Three guesses as to who changed that, and the first two don't count.


----------



## mentos_007 (Oct 8, 2004)

I love Sharks avatar  and Scott WRG Editor has one cool too


----------



## Big Mike (Oct 8, 2004)

OK...I changed mine

But Calvin still rocks


----------



## Corry (Oct 8, 2004)

Big Mike said:
			
		

> OK...I changed mine
> 
> But Calvin still rocks



Heh heh...I just commented on the avatar change on your neice thread in the gallery!


----------



## hobbes28 (Oct 8, 2004)

Big Mike said:
			
		

> OK...I changed mine
> 
> But Calvin still rocks



Are you tryin to confuse me????  I haven't known you with any other Avatar.


----------



## Alison (Oct 8, 2004)

hobbes28 said:
			
		

> Big Mike said:
> 
> 
> 
> ...



You're from the south, it doesn't take much to confuse you


----------



## mygrain (Oct 8, 2004)

All of this avatar changing is making me dizzy ale:


----------



## mygrain (Oct 8, 2004)

AlisonS said:
			
		

> hobbes28 said:
> 
> 
> 
> ...



huh?

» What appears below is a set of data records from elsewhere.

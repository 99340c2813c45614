//! School Index Builder
//!
//! Compiles the human-edited school catalogue into a single protobuf artifact
//! consumed by the timetable import client.
//!
//! ## Inputs
//!
//! ```text
//! index/
//! └── root_index.yaml        # schools: [{id, name, initial, resource_folder}]
//! resources/
//! ├── HNSF/
//! │   └── adapters.yaml      # adapters: [{adapter_id, adapter_name, category, ...}]
//! └── SHZQ/
//!     └── adapters.yaml
//! ```
//!
//! ## Output
//!
//! `school_index.pb`: a `SchoolIndex` message (see `proto/school_index.proto`)
//! stamped with `PROTOCOL_VERSION` and a per-build `version_id`.

pub mod builder;
pub mod checksum;
pub mod config;
pub mod error;
pub mod loader;
pub mod mapper;
pub mod schema;
pub mod version;
pub mod writer;

pub use builder::{BuildReport, IndexBuilder};
pub use checksum::Checksum;
pub use config::BuildConfig;
pub use error::{BuildError, Result};
pub use schema::{Adapter, AdapterCategory, School, SchoolIndex, PROTOCOL_VERSION};
pub use version::VersionStamp;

NOW I"M CONFUSED!!!!


----------



## Chase (Oct 8, 2004)

We could all exchange avatars, that would get REALLY confusing!


----------



## Corry (Oct 8, 2004)

Chase said:
			
		

> We could all exchange avatars, that would get REALLY confusing!


 :lmao: :lmao: :lmao: :lmao:


----------



## hobbes28 (Oct 8, 2004)

Chase said:
			
		

> We could all exchange avatars, that would get REALLY confusing!



I was thinking about linking to yours.   That would be really confusing.  Or having one that changes every five minutes. :twisted: :runs back to the cave, laughing:


----------



## Chase (Oct 8, 2004)

Do it and I'll ban you!


----------



## hobbes28 (Oct 8, 2004)

Chase said:
			
		

> Do it and I'll ban you!



Which part?  :scratch:  I don't have the cahones to take your avatar, boss man.


----------



## photogoddess (Oct 8, 2004)

Watch out guys. Don't mess with the big chesse. Chase's  had his finger on the ban button an awful lot lately.


----------



## oriecat (Oct 8, 2004)

Big Mike said:
			
		

> Oricats' is also very nice.



Thanks Mike


----------



## Chase (Oct 8, 2004)

photogoddess said:
			
		

> Watch out guys. Don't mess with the big chesse. Chase's  had his finger on the ban button an awful lot lately.



Careful!  :twisted:


----------



## Karalee (Oct 8, 2004)

Okay I just have to say, geronimo, your new avatar is badass buddy!


----------



## Not Neve (Oct 9, 2004)

I feel like I've had a bad dream....while I was at work today all of the avators changed.  I CAN'T HANDLE THIS MUCH CHANGE!  Put them back.  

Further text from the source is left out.